When contributing to this repository, please first discuss the change you wish to make via an issue before making a change.
Please note: we have a code of conduct that you must follow in all your interactions with the project.
Create a local feature branch based on the production
branch:
git checkout production
git pull
git checkout -b <branch-name>
When multiple people work on the same project in parallel, your feature branch
can become out of date with the upstream production
. Rebase frequently to
incorporate upstream changes:
git fetch origin
git rebase origin/production
Resolve conflicts. Whenever you'd like to receive feedback, stage your changes:
git add --all
When you've staged the changes, commit them:
git status
git commit --verbose
Write a good commit message. For example, something like this:
Present-tense summary under 50 characters
More detailed explanatory text, if necessary. Wrap it to about 72
characters or so. The blank line separating the summary from the body
is critical (unless you omit the body entirely); tools like rebase
can get confused if you run the two together.
Further paragraphs come after blank lines. And:
- Bullet points are okay, too
Fixes #10000
If the changes are a result of pairing, you'll want to make sure everyone gets the credit they deserve by including them as a co-author..
Feel free to share your branch at any point in the development process with:
git push -u origin <branch-name>
Submit a
GitHub pull request
and, when you're ready, add the status:ready for review
label and request a
review from a member of the team.
Ideally, a team member other than the original author will review the code.
They make comments and ask questions directly on lines of code in the GitHub web
interface. When they are satisfied with the changes, they will approve the pull
request and add either the status:ready to squash
or status:ready to merge
labels.
Some things to keep in mind...
-
Accept that many programming decisions are opinions. Discuss tradeoffs, which you prefer, and reach a resolution quickly.
-
Ask good questions; don't make demands. ("What do you think about naming this
:user_id
?") -
Ask for clarification. ("I didn't understand. Can you clarify?")
-
Be humble. ("I'm not sure - let's look it up.")
-
Don't use hyperbole. ("always", "never", "endlessly", "nothing")
-
Talk synchronously (e.g. chat, screensharing, in person) if there are too many "I didn't understand" or "Alternative solution:" comments. Post a follow-up comment summarizing the discussion.
As a reviewee...
-
Explain why the code exists. ("It's like that because of these reasons. Would it be more clear if I rename this class/file/method/variable?")
-
Push commits based on earlier rounds of feedback as isolated commits to the branch. Do not squash until the branch is ready to merge. Reviewers should be able to read individual updates based on their earlier feedback.
-
Seek to understand the reviewer's perspective.
-
Try to respond to every comment.
As a reviewer...
-
Communicate which ideas you feel strongly about and those you don't.
-
Identify ways to simplify the code while still solving the problem.
-
Offer alternative implementations, but assume the author already considered them. ("What do you think about using a custom validator here?")
-
Seek to understand the author's perspective.

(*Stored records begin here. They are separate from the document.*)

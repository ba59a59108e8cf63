#![forbid(unsafe_code)]

use std::collections::BTreeSet;

use grievance_contracts::complaint::{ComplaintId, ComplaintRecord};
use grievance_contracts::{ContractViolation, Validate};
use thiserror::Error;
use tracing::{debug, info, warn};

use crate::surface::{RecordSurface, COMPLAINTS_KEY};

const TABLE: &str = "complaints";

#[derive(Debug, Error)]
pub enum StorageError {
    #[error("duplicate key in {table}: {key}")]
    DuplicateKey { table: &'static str, key: String },
    #[error("no row in {table} for key {key}")]
    NotFound { table: &'static str, key: String },
    #[error("storage for `{key}` is unavailable: {reason}")]
    SurfaceUnavailable { key: &'static str, reason: String },
    #[error("stored `{key}` collection is corrupt: {reason}")]
    Corrupt { key: &'static str, reason: String },
    #[error("storage i/o failed: {0}")]
    Io(#[from] std::io::Error),
    #[error("complaint json codec failed: {0}")]
    Json(#[from] serde_json::Error),
    #[error("contract violation: {0}")]
    ContractViolation(#[from] ContractViolation),
}

/// The complaint collection plus the surface it persists to.
///
/// Every mutation builds the next collection, saves it, and only then
/// replaces the in-memory rows. A failed save leaves both the persisted
/// bytes and `rows()` exactly as they were.
#[derive(Debug)]
pub struct ComplaintStore<S: RecordSurface> {
    surface: S,
    rows: Vec<ComplaintRecord>,
}

impl<S: RecordSurface> ComplaintStore<S> {
    pub fn open(surface: S) -> Result<Self, StorageError> {
        let rows = read_rows(&surface)?;
        info!(key = COMPLAINTS_KEY, rows = rows.len(), "complaint store opened");
        Ok(Self { surface, rows })
    }

    /// Re-reads the persisted collection, discarding the cached rows.
    pub fn reload(&mut self) -> Result<(), StorageError> {
        self.rows = read_rows(&self.surface)?;
        debug!(key = COMPLAINTS_KEY, rows = self.rows.len(), "complaint store reloaded");
        Ok(())
    }

    pub fn rows(&self) -> &[ComplaintRecord] {
        &self.rows
    }

    pub fn get(&self, id: &ComplaintId) -> Option<&ComplaintRecord> {
        self.rows.iter().find(|r| &r.id == id)
    }

    /// Lookup by a user-entered tracking code (trimmed, uppercased).
    pub fn find_by_code(&self, raw: &str) -> Option<&ComplaintRecord> {
        let code = ComplaintId::normalize_code(raw);
        self.rows.iter().find(|r| r.id.as_str() == code)
    }

    pub fn insert(&mut self, record: ComplaintRecord) -> Result<(), StorageError> {
        record.validate()?;
        if self.get(&record.id).is_some() {
            return Err(StorageError::DuplicateKey {
                table: TABLE,
                key: record.id.to_string(),
            });
        }
        let id = record.id.clone();
        let mut next = self.rows.clone();
        next.push(record);
        self.commit(next)?;
        info!(complaint_id = %id, "complaint row inserted");
        Ok(())
    }

    /// Applies `f` to the row for `id` and persists the result. The id is
    /// immutable: a closure that changes it is rejected.
    pub fn update<F>(&mut self, id: &ComplaintId, f: F) -> Result<ComplaintRecord, StorageError>
    where
        F: FnOnce(&mut ComplaintRecord),
    {
        let Some(idx) = self.rows.iter().position(|r| &r.id == id) else {
            return Err(StorageError::NotFound {
                table: TABLE,
                key: id.to_string(),
            });
        };
        let mut next = self.rows.clone();
        f(&mut next[idx]);
        if &next[idx].id != id {
            return Err(StorageError::ContractViolation(
                ContractViolation::InvalidValue {
                    field: "complaint_record.id",
                    reason: "must not change after creation",
                },
            ));
        }
        next[idx].validate_stored()?;
        let updated = next[idx].clone();
        self.commit(next)?;
        debug!(
            complaint_id = %id,
            status = %updated.status,
            updated_at = %updated.updated_at,
            "complaint row updated"
        );
        Ok(updated)
    }

    pub fn surface(&self) -> &S {
        &self.surface
    }

    pub fn surface_mut(&mut self) -> &mut S {
        &mut self.surface
    }

    fn commit(&mut self, next: Vec<ComplaintRecord>) -> Result<(), StorageError> {
        let bytes = serde_json::to_vec(&next)?;
        if let Err(err) = self.surface.save(&bytes) {
            warn!(key = COMPLAINTS_KEY, error = %err, "complaint save failed; keeping prior state");
            return Err(err);
        }
        self.rows = next;
        Ok(())
    }
}

fn read_rows<S: RecordSurface>(surface: &S) -> Result<Vec<ComplaintRecord>, StorageError> {
    match surface.load()? {
        None => Ok(Vec::new()),
        Some(bytes) => decode_rows(&bytes),
    }
}

fn decode_rows(bytes: &[u8]) -> Result<Vec<ComplaintRecord>, StorageError> {
    if bytes.iter().all(|b| b.is_ascii_whitespace()) {
        return Ok(Vec::new());
    }
    let rows: Vec<ComplaintRecord> = serde_json::from_slice(bytes)?;
    let mut seen = BTreeSet::new();
    for row in &rows {
        row.validate_stored()?;
        if !seen.insert(row.id.clone()) {
            return Err(StorageError::Corrupt {
                key: COMPLAINTS_KEY,
                reason: format!("duplicate complaint id {}", row.id),
            });
        }
    }
    Ok(rows)
}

Once a team member has approved your pull request and tests are passing, you are nearly ready to merge your changes.
If you've created more than one commit,
use git rebase
interactively
to squash them into a small number of cohesive commits with good messages:
git fetch origin
git rebase -i origin/production
Force push your branch. This allows GitHub to automatically close your pull
request and mark it as merged when your commit(s) are pushed to production
. It
also makes it possible to find the pull request that brought in your changes.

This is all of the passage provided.